So you decided to expand your LMCE system and add some Home Automation to the mix? Well the goal for this page is to let you know what you are going to need to start with and give you ideas and options to expand on in the future.

For information about how to set up the ZWave devices in LMCE, see Z-Wave.


You are going to need some kind of method for LMCE to control your Z-Wave installation. There are currently 2 different types of interfaces, both of which us a USB stick that plugs into the LMCE Core.

Here are the Choices:


LinuxMCE 1204 uses the OpenZWave library for ZWave support, so see OpenZWave for more details on supported controllers. The controllers listed below are valid to 1004.

USB Interface without Controller

This type of z-wave USB stick acts as an interface into the Z-Wave system only. It allows LMCE to have full control. A master controller(remote) can be used in addition to LMCE to control Z-Wave devices. A separate controller may be required for some of these interfaces(those that don't support SIS mode).

Some examples of these devices are:

Make sure to check out each options individual page to see about any issues or problems you might have with the respective USB stick

USB Interface with Controller

This type of stick not only provides the interface to LMCE, it also acts as a Z-Wave master control. There is not a physical controller with buttons on the USB stick, but it is built in so an actual master controller is not needed.

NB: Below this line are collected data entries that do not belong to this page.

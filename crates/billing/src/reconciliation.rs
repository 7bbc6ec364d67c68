//! Payment reconciliation
//!
//! Matches confirmed gateway payments to the ledger transactions they settle
//! and applies the held plan change to the subscription. Invoked only from
//! the webhook adapter with an already-verified, normalized event; the
//! prepare paths never settle anything themselves.
//!
//! Gateways retry webhooks, so settlement must tolerate replays: the
//! transaction's own status is the dedup record. A replay finds the row
//! already `paid`, is acknowledged as success, and changes nothing.

use caresight_shared::PaymentId;
use serde::Serialize;
use sqlx::PgPool;
use time::OffsetDateTime;
use tokio_retry::strategy::{jitter, ExponentialBackoff};
use tokio_retry::RetryIf;

use crate::catalog::Plan;
use crate::dunning::{DunningAction, DunningPolicy};
use crate::error::{BillingError, BillingResult};
use crate::events::{
    ActorType, SubscriptionEventBuilder, SubscriptionEventLogger, SubscriptionEventType,
};
use crate::ledger::{PaymentStatus, TransactionLedger, TransactionStatus};
use crate::subscriptions::{SubscriptionService, SubscriptionStatus};

/// Result of a settlement attempt.
#[derive(Debug, Clone, Copy, PartialEq, Eq, Serialize)]
#[serde(rename_all = "snake_case")]
pub enum ReconcileOutcome {
    /// The transaction settled and the subscription now reflects it.
    Applied,
    /// The payment had already been applied; nothing changed. Acknowledged
    /// to the gateway as success so it stops retrying.
    AlreadyApplied,
}

/// Result of recording a failed payment attempt.
#[derive(Debug, Clone, Copy, PartialEq, Eq, Serialize)]
#[serde(rename_all = "snake_case")]
pub struct PaymentFailureOutcome {
    pub attempt_count: i32,
    pub action: DunningAction,
}

/// Settles transactions against gateway confirmations.
pub struct PaymentReconciliationService {
    pool: PgPool,
    policy: DunningPolicy,
}

impl PaymentReconciliationService {
    pub fn new(pool: PgPool, policy: DunningPolicy) -> Self {
        Self { pool, policy }
    }

    /// Apply the plan change held by the transaction backed by `payment_id`.
    ///
    /// Single database transaction: lock the ledger row, check-and-set its
    /// status to `paid`, mutate the subscription from `plan_snapshot_new`,
    /// mark the payment row, append the audit event. Safe to call any number
    /// of times for the same payment.
    pub async fn apply_on_payment_success(
        &self,
        payment_id: PaymentId,
    ) -> BillingResult<ReconcileOutcome> {
        let strategy = ExponentialBackoff::from_millis(20).map(jitter).take(3);
        RetryIf::spawn(
            strategy,
            || self.apply_on_payment_success_once(payment_id),
            BillingError::is_retryable,
        )
        .await
    }

    async fn apply_on_payment_success_once(
        &self,
        payment_id: PaymentId,
    ) -> BillingResult<ReconcileOutcome> {
        let now = OffsetDateTime::now_utc();
        let mut tx = self.pool.begin().await?;

        let ledger_tx = TransactionLedger::find_by_payment_for_update(&mut tx, payment_id)
            .await?
            .ok_or_else(|| BillingError::TransactionNotFound(payment_id.to_string()))?;

        match ledger_tx.status {
            TransactionStatus::Paid => {
                tracing::info!(
                    payment_id = %payment_id,
                    transaction_id = %ledger_tx.id,
                    "Webhook replay: transaction already paid, acknowledging"
                );
                return Ok(ReconcileOutcome::AlreadyApplied);
            }
            TransactionStatus::Void => {
                return Err(BillingError::InvalidState(format!(
                    "transaction for payment {} was voided and cannot be settled",
                    payment_id
                )));
            }
            TransactionStatus::Draft | TransactionStatus::Open | TransactionStatus::Overdue => {}
        }

        // Check-and-set under the row lock; losing here means another
        // reconciliation path settled first.
        if !TransactionLedger::settle(&mut tx, ledger_tx.id).await? {
            tracing::info!(
                payment_id = %payment_id,
                transaction_id = %ledger_tx.id,
                "Transaction settled by a concurrent reconciliation, acknowledging"
            );
            return Ok(ReconcileOutcome::AlreadyApplied);
        }

        let sub = SubscriptionService::fetch_for_update_unscoped(&mut tx, ledger_tx.subscription_id)
            .await?
            .ok_or_else(|| {
                BillingError::Internal(format!(
                    "transaction {} references missing subscription",
                    ledger_tx.id
                ))
            })?;

        let snapshot = ledger_tx
            .plan_snapshot_new
            .as_ref()
            .unwrap_or(&ledger_tx.plan_snapshot);
        let new_plan = Plan::from_snapshot(snapshot)?;

        let period_start = ledger_tx.period_start.unwrap_or(now);
        let period_end = ledger_tx.period_end.unwrap_or(now);

        // Successful payment reactivates a delinquent or trialing subscription.
        let new_status = match sub.status {
            SubscriptionStatus::Trialing | SubscriptionStatus::PastDue => {
                SubscriptionStatus::Active
            }
            other => other,
        };

        SubscriptionService::apply_plan(
            &mut tx,
            &sub,
            &new_plan.code,
            period_start,
            period_end,
            new_status,
        )
        .await?;

        // apply_plan bumped the version; finish the payment bookkeeping on
        // the same row in the same transaction.
        sqlx::query(
            r#"
            UPDATE subscriptions
            SET last_payment_at = $2, renewal_attempt_count = 0, dunning_stage = 0,
                updated_at = NOW()
            WHERE id = $1
            "#,
        )
        .bind(sub.id)
        .bind(now)
        .execute(&mut *tx)
        .await?;

        TransactionLedger::mark_payment(&mut tx, payment_id, PaymentStatus::Paid).await?;

        SubscriptionEventLogger::record(
            &mut tx,
            SubscriptionEventBuilder::new(sub.id, SubscriptionEventType::PaymentRecorded)
                .data(serde_json::json!({
                    "plan_code": new_plan.code,
                    "amount_total": ledger_tx.amount_total,
                    "action": ledger_tx.action,
                    "previous_status": sub.status,
                    "new_status": new_status,
                }))
                .actor_type(ActorType::Gateway)
                .transaction(ledger_tx.id)
                .payment(payment_id),
        )
        .await?;

        tx.commit().await?;

        tracing::info!(
            subscription_id = %sub.id,
            transaction_id = %ledger_tx.id,
            payment_id = %payment_id,
            plan_code = %new_plan.code,
            amount_total = ledger_tx.amount_total,
            "Payment reconciled, plan change applied"
        );

        Ok(ReconcileOutcome::Applied)
    }

    /// Record a failed payment attempt and escalate per the dunning policy.
    ///
    /// A failure report arriving after the payment settled is ignored
    /// (gateways can deliver events out of order).
    pub async fn record_payment_failure(
        &self,
        payment_id: PaymentId,
    ) -> BillingResult<PaymentFailureOutcome> {
        let strategy = ExponentialBackoff::from_millis(20).map(jitter).take(3);
        RetryIf::spawn(
            strategy,
            || self.record_payment_failure_once(payment_id),
            BillingError::is_retryable,
        )
        .await
    }

    async fn record_payment_failure_once(
        &self,
        payment_id: PaymentId,
    ) -> BillingResult<PaymentFailureOutcome> {
        let now = OffsetDateTime::now_utc();
        let mut tx = self.pool.begin().await?;

        let payment = TransactionLedger::find_payment_for_update(&mut tx, payment_id)
            .await?
            .ok_or_else(|| BillingError::PaymentNotFound(payment_id.to_string()))?;

        if payment.status == PaymentStatus::Paid {
            tracing::info!(
                payment_id = %payment_id,
                "Ignoring failure report for an already-settled payment"
            );
            return Ok(PaymentFailureOutcome {
                attempt_count: 0,
                action: DunningAction::Retry,
            });
        }

        TransactionLedger::mark_payment(&mut tx, payment_id, PaymentStatus::Failed).await?;

        let ledger_tx = TransactionLedger::find_by_payment_for_update(&mut tx, payment_id)
            .await?
            .ok_or_else(|| BillingError::TransactionNotFound(payment_id.to_string()))?;

        let sub = SubscriptionService::fetch_for_update_unscoped(&mut tx, ledger_tx.subscription_id)
            .await?
            .ok_or_else(|| {
                BillingError::Internal(format!(
                    "transaction {} references missing subscription",
                    ledger_tx.id
                ))
            })?;

        let attempt_count = sub.renewal_attempt_count + 1;
        let action = self.policy.next_action(attempt_count);
        let stage = self.policy.stage_for(attempt_count);

        let (event_type, new_status) = match action {
            DunningAction::Retry => (SubscriptionEventType::PaymentFailed, sub.status),
            DunningAction::MarkPastDue => {
                let next = if sub.status.can_transition_to(SubscriptionStatus::PastDue) {
                    SubscriptionStatus::PastDue
                } else {
                    sub.status
                };
                (SubscriptionEventType::MarkedPastDue, next)
            }
            DunningAction::Suspend => {
                let target = if self.policy.pause_on_exhaust {
                    SubscriptionStatus::Paused
                } else {
                    SubscriptionStatus::Canceled
                };
                let next = if sub.status.can_transition_to(target) {
                    target
                } else {
                    sub.status
                };
                (SubscriptionEventType::Suspended, next)
            }
        };

        let rows = sqlx::query(
            r#"
            UPDATE subscriptions
            SET status = $2, renewal_attempt_count = $3, dunning_stage = $4,
                ended_at = CASE WHEN $2 = 'canceled' THEN $5 ELSE ended_at END,
                canceled_at = CASE WHEN $2 = 'canceled' THEN $5 ELSE canceled_at END,
                version = version + 1, updated_at = NOW()
            WHERE id = $1 AND version = $6
            "#,
        )
        .bind(sub.id)
        .bind(new_status)
        .bind(attempt_count)
        .bind(stage)
        .bind(now)
        .bind(sub.version)
        .execute(&mut *tx)
        .await?
        .rows_affected();

        if rows == 0 {
            return Err(BillingError::ConcurrentModification(
                "subscription was modified by another process".to_string(),
            ));
        }

        SubscriptionEventLogger::record(
            &mut tx,
            SubscriptionEventBuilder::new(sub.id, event_type)
                .data(serde_json::json!({
                    "attempt_count": attempt_count,
                    "dunning_stage": stage,
                    "previous_status": sub.status,
                    "new_status": new_status,
                }))
                .actor_type(ActorType::Gateway)
                .transaction(ledger_tx.id)
                .payment(payment_id),
        )
        .await?;

        tx.commit().await?;

        tracing::warn!(
            subscription_id = %sub.id,
            payment_id = %payment_id,
            attempt_count = attempt_count,
            action = ?action,
            "Payment failure recorded"
        );

        Ok(PaymentFailureOutcome {
            attempt_count,
            action,
        })
    }
}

Some examples of these sticks are:

Make sure to check out each options individual page to see about any issues or problems you might have with the respective USB stick


those don't work


These are some of the devices that you will use around the house with your z-wave installation or to replace current devices as you build a new Z-Wave system or grow a current one.

Keep in mind this page is for simple options someone new to Z-Wave can use for refence on how they want to proceed with their home setup. If you are not sure or need more clarification, it is always best to check with a trained professional.


Dimmers function similar to a light switch, however they are not simply on or off. They also cover everything in between for ultimate light control. Generally, they will only work with incandescent lights and will not function with fluorescent or compact fluorescent bulbs.

The Intermatic HA06C is an example of this.

Dimmer Switches can replace current dimmer switches in your house along with normal switches that control light fixtures.

Dimmer switches should not be used for replacing switches which control a ceiling fan, fluorescent bulbs or an outlet receptacle.


Switches are a simple switch that is either On or Off

The Wayne Dalton HA18WD is an example of this.

Switches can replace any current switch in your home. Because they only offer On and Off control, they are best used to control fluorescent light fixtures, fixtures that include a ceiling fan with lights operating on a single switch and switches that control an outlet receptacle.

For the best Z-Wave and LMCE experience, it is recommended to get a dimmer switch if replacing a fixture that support incandescent bulbs.


Receptacles are the outlets which you plug your stuff into.

Generally there is not a need to replace these but it can be useful for these needs:

  • Turn the Receptacle on or of at specific time to conserver power
  • If you do not have a permanent light fixture and a lamp is attached to this Receptacle.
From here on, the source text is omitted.